INPUT RECORDS section start

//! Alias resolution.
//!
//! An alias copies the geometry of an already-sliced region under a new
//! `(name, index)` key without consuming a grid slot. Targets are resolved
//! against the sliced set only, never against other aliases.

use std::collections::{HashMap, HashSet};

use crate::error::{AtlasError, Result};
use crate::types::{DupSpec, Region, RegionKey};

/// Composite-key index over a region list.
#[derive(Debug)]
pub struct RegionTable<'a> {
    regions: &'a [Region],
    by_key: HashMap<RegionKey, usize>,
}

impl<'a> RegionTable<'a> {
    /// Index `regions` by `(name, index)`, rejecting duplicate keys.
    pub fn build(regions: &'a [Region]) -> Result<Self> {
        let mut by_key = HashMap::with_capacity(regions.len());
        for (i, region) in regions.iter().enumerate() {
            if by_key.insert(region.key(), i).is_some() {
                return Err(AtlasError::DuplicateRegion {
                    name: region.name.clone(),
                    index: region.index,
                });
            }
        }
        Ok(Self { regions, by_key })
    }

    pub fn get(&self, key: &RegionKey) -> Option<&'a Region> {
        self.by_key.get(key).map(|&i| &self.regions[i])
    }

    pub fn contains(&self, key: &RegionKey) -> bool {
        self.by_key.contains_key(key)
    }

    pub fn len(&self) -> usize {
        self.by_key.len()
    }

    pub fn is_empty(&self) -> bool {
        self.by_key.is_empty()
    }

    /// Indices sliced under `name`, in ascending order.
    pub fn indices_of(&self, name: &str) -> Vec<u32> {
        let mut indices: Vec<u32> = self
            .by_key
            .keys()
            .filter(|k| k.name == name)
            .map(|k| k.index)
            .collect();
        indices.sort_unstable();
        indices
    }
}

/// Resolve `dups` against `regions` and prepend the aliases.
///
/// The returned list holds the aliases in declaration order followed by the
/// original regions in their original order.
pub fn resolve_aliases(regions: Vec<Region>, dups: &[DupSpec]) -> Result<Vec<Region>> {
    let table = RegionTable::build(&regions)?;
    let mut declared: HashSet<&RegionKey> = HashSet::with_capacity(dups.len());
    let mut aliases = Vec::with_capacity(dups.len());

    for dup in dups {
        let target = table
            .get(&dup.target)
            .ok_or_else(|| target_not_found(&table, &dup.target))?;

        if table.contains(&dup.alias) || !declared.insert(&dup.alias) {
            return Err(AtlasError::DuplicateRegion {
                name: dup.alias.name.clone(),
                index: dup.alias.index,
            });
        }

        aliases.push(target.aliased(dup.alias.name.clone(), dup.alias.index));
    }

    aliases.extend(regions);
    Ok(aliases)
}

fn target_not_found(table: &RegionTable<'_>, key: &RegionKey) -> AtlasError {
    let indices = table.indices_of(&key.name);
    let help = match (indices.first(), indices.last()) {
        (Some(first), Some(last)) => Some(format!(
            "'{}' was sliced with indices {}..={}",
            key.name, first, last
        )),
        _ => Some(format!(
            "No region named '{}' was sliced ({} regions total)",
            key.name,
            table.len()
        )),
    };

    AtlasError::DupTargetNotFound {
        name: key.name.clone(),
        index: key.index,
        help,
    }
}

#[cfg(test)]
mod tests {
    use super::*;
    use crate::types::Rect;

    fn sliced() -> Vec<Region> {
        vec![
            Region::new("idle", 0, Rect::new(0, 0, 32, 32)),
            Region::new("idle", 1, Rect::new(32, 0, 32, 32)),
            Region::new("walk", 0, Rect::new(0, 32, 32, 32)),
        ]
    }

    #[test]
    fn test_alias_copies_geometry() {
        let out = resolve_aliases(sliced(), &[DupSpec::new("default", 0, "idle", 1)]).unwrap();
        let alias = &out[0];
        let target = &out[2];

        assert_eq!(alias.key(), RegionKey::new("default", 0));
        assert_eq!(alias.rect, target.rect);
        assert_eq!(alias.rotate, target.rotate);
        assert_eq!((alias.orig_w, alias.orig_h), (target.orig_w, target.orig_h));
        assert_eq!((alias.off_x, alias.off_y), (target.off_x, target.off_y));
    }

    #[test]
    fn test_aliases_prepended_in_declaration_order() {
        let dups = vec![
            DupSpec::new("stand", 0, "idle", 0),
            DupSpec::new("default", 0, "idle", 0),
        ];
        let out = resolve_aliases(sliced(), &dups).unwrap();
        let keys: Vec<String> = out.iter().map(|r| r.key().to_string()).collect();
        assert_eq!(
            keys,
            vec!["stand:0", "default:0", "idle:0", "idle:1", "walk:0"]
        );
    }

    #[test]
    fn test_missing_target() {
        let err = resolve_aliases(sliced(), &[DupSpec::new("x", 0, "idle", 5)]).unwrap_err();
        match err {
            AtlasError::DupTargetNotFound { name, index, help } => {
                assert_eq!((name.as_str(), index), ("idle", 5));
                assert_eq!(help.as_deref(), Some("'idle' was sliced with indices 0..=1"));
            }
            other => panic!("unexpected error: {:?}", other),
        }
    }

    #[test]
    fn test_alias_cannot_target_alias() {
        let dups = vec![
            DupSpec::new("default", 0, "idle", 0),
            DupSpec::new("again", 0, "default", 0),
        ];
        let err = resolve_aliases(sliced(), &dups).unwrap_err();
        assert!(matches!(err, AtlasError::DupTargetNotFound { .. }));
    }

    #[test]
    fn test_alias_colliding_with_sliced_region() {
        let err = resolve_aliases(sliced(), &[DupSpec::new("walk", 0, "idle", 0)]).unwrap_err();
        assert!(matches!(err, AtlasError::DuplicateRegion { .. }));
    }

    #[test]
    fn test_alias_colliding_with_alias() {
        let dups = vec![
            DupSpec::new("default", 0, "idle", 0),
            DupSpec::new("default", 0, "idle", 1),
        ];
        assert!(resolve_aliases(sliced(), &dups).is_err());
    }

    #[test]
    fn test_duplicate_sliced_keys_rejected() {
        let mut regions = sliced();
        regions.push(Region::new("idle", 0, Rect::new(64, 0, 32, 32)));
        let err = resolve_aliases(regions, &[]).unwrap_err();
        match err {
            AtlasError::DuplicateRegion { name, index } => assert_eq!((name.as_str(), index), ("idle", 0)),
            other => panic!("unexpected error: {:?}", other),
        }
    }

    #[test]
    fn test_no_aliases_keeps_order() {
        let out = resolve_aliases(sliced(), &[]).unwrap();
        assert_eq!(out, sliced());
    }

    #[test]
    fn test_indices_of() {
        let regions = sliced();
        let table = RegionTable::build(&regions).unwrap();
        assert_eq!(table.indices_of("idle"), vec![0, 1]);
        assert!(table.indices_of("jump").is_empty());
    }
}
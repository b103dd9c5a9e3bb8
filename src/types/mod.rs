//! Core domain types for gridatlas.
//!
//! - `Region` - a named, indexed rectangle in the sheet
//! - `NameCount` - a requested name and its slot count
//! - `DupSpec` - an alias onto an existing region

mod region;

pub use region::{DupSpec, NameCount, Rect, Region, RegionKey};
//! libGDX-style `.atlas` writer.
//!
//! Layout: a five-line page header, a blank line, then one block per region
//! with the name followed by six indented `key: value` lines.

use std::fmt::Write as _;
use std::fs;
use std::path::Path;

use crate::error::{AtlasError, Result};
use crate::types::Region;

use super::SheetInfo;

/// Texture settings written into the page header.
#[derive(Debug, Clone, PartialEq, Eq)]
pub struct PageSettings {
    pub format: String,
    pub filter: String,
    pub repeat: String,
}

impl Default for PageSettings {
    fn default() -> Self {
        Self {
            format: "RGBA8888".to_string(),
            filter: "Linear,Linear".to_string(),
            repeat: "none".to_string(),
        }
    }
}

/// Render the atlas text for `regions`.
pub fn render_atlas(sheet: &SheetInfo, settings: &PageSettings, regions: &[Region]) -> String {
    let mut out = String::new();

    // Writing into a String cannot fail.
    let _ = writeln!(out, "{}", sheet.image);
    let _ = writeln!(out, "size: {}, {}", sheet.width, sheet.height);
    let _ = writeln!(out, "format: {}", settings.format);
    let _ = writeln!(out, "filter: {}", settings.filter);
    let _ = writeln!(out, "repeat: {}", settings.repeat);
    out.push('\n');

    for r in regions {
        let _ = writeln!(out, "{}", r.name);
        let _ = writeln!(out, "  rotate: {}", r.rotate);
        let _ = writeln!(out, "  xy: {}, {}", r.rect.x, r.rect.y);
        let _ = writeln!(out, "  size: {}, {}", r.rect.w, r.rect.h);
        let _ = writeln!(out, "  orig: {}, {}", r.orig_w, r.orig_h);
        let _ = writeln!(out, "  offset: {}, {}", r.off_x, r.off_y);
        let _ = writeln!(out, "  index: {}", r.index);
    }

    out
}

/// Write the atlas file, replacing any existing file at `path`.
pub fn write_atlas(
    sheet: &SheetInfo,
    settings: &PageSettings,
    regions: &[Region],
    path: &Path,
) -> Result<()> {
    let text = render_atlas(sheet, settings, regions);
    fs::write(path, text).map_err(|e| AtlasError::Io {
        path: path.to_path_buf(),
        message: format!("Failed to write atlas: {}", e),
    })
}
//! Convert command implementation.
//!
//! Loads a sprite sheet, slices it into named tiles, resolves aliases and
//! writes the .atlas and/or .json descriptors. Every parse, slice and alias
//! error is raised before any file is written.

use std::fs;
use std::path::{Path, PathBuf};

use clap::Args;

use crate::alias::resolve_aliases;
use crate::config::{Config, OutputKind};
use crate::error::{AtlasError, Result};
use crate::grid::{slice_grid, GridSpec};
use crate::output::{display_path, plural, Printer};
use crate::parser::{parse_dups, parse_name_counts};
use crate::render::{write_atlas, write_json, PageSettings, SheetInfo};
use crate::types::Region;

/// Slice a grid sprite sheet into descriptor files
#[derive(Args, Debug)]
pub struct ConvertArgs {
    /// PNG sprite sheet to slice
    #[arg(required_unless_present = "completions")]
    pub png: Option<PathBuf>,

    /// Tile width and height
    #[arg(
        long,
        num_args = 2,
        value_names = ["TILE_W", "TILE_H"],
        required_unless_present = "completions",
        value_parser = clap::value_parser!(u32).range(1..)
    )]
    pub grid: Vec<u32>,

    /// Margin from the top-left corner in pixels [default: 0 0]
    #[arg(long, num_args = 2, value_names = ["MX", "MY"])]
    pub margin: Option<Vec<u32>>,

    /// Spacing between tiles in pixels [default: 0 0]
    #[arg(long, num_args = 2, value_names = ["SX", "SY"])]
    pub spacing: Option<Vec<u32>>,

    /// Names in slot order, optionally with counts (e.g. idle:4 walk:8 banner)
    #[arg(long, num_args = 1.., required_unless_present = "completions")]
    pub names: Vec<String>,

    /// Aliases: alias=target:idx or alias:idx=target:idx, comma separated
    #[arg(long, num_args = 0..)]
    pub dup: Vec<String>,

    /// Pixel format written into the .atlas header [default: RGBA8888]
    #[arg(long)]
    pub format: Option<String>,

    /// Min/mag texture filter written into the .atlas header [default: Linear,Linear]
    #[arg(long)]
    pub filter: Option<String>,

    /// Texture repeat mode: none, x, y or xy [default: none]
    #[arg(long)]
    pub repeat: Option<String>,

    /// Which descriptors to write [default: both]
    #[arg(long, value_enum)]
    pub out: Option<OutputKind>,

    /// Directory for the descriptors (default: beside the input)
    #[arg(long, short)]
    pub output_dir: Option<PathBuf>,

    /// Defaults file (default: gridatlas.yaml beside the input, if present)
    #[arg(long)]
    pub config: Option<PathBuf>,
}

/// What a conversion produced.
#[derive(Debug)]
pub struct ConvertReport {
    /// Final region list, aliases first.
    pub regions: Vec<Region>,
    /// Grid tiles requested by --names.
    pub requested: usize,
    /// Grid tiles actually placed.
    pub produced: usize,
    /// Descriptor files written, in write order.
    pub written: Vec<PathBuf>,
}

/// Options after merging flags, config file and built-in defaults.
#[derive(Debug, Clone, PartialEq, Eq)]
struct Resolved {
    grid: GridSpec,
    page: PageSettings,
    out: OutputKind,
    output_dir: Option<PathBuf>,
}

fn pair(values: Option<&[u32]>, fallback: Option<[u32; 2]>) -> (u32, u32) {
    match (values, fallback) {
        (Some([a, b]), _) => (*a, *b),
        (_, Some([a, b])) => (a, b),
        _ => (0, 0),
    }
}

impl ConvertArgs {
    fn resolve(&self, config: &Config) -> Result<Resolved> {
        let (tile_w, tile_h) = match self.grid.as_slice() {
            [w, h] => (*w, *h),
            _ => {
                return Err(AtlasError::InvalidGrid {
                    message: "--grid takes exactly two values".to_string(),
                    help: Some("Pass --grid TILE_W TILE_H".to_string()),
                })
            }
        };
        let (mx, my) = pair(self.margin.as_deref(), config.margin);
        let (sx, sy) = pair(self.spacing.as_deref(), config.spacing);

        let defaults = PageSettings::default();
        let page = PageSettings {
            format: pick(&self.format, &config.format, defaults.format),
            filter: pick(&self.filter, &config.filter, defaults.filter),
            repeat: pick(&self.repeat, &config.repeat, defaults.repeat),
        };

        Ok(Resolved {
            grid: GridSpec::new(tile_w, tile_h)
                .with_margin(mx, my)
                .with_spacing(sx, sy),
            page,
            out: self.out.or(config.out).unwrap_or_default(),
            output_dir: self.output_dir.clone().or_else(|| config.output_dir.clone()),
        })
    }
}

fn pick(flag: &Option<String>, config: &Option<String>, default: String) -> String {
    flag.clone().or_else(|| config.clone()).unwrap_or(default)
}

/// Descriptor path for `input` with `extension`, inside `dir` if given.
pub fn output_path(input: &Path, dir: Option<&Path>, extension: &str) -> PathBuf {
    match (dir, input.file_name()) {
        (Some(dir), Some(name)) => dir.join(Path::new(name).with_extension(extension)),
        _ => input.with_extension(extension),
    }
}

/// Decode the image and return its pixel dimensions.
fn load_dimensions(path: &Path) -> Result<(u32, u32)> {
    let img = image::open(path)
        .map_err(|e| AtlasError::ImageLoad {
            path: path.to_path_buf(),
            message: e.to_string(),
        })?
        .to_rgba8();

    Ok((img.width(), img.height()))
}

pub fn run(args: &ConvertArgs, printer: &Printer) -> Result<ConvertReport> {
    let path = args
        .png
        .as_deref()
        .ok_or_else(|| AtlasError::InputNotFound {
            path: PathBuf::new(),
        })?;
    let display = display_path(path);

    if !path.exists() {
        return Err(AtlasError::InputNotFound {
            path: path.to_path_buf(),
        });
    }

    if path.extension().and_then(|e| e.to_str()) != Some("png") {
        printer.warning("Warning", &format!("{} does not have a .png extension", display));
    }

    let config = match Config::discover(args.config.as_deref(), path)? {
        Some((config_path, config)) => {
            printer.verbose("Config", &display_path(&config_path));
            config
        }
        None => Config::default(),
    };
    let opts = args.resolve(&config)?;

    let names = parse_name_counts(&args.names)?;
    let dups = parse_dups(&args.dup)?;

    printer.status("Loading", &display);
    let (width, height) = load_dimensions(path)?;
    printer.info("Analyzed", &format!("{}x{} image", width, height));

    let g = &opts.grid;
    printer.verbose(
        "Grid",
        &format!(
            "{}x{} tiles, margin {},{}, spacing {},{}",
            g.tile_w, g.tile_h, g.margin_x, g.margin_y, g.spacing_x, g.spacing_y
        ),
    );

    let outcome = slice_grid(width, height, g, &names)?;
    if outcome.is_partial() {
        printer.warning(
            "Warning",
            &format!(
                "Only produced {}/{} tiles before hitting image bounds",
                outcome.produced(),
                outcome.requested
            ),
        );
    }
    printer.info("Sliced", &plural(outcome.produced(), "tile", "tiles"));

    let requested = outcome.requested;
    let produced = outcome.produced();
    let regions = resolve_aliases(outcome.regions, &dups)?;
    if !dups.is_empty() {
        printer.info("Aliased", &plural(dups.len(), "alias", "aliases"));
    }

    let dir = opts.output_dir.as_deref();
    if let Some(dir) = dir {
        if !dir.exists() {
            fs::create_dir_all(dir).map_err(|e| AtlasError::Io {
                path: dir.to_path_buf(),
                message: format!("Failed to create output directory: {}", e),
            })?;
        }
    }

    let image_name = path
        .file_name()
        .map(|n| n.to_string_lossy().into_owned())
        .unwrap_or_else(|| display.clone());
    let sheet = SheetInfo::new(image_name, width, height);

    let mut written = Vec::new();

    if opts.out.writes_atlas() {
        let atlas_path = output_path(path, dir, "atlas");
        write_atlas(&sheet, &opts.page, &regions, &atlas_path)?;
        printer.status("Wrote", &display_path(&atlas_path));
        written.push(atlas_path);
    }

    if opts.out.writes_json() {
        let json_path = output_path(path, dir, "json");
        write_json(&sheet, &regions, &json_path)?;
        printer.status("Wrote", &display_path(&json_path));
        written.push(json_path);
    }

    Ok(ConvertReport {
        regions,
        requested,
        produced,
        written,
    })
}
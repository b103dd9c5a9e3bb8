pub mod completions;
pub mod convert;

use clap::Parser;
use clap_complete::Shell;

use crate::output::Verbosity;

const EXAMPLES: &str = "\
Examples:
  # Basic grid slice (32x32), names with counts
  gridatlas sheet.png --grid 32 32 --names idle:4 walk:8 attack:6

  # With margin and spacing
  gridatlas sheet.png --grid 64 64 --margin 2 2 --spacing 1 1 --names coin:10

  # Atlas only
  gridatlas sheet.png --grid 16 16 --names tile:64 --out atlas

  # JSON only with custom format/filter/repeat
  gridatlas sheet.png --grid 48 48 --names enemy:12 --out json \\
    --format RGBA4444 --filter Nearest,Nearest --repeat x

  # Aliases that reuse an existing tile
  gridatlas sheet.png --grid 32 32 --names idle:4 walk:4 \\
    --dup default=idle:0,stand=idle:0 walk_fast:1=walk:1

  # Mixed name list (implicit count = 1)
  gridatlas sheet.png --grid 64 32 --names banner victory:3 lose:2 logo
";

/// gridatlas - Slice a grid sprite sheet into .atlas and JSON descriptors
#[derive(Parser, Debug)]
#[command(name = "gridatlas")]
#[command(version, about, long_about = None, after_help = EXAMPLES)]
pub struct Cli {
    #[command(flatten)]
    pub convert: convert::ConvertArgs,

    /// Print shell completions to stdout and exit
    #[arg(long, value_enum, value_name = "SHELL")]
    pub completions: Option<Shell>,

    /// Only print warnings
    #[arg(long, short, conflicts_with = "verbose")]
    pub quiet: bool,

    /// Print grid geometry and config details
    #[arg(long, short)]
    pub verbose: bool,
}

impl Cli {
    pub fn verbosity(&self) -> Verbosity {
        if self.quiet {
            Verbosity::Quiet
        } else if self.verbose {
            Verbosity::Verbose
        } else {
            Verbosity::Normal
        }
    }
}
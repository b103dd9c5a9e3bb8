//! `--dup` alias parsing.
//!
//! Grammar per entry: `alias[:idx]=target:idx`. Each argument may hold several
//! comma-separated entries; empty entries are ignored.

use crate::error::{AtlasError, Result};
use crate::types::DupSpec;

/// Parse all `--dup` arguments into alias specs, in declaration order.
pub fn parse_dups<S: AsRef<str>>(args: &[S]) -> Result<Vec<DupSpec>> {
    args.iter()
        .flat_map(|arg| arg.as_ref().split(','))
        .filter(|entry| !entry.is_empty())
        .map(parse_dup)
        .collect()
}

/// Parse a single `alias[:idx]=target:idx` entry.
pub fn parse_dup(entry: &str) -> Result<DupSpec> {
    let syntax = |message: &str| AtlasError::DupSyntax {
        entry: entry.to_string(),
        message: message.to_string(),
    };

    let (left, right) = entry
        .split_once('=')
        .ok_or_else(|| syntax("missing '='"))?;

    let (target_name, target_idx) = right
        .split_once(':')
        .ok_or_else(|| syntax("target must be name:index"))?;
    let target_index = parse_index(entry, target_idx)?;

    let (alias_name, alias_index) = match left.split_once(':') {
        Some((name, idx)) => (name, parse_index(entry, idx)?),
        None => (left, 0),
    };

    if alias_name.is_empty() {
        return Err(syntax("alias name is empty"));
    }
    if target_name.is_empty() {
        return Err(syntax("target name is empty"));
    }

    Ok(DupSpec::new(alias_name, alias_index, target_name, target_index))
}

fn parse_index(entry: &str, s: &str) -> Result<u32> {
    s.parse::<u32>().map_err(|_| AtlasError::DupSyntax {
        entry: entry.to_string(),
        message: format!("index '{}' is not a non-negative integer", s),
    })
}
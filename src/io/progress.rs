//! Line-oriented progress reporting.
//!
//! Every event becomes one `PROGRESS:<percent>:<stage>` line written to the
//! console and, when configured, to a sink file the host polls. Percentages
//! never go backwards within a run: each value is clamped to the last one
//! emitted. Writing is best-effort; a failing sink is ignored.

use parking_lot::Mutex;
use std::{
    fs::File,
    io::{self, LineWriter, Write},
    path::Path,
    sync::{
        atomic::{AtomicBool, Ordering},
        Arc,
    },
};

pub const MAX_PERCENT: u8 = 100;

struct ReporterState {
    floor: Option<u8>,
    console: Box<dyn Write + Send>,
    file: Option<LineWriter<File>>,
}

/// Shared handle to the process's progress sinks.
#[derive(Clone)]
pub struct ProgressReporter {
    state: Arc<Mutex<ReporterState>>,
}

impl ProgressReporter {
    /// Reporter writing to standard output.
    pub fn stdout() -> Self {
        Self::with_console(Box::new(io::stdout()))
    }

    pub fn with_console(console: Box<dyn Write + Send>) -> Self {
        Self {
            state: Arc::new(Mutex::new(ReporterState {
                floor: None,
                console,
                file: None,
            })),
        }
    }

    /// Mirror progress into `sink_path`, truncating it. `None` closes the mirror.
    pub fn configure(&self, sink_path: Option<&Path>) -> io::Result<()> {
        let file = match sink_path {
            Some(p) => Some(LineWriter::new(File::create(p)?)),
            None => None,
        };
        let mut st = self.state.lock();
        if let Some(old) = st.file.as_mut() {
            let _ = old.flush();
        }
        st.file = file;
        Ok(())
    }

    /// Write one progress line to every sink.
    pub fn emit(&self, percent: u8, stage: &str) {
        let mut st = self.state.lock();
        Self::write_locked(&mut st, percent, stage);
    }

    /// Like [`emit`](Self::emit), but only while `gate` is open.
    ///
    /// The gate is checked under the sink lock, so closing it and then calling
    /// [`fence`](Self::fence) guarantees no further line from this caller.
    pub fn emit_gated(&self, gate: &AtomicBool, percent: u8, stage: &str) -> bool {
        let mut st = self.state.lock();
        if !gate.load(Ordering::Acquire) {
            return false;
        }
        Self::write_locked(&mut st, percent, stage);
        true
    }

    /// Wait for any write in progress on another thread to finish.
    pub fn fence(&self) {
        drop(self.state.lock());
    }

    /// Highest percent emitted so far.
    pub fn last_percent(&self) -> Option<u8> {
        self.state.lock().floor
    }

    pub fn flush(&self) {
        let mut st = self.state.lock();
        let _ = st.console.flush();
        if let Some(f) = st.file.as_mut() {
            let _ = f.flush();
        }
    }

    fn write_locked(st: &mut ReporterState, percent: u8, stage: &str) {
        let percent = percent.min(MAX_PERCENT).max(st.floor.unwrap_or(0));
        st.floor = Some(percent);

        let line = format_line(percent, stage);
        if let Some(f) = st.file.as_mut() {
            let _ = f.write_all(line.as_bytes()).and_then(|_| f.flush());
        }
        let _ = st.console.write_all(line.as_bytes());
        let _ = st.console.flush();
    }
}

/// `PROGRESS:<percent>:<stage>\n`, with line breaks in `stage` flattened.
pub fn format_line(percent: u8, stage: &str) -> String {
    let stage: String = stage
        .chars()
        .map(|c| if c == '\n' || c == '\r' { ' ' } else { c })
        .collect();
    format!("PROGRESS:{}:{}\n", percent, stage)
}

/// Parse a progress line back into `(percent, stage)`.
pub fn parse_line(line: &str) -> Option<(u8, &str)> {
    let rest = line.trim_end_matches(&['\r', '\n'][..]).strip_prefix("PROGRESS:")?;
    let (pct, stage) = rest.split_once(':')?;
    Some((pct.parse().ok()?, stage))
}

INPUT RECORDS section end

Report every line of the entries that carries the word "declared".

WRITTEN RESPONSE:
    let mut declared: HashSet<&RegionKey> = HashSet::with_capacity(dups.len());
        if table.contains(&dup.alias) || !declared.insert(&dup.alias) {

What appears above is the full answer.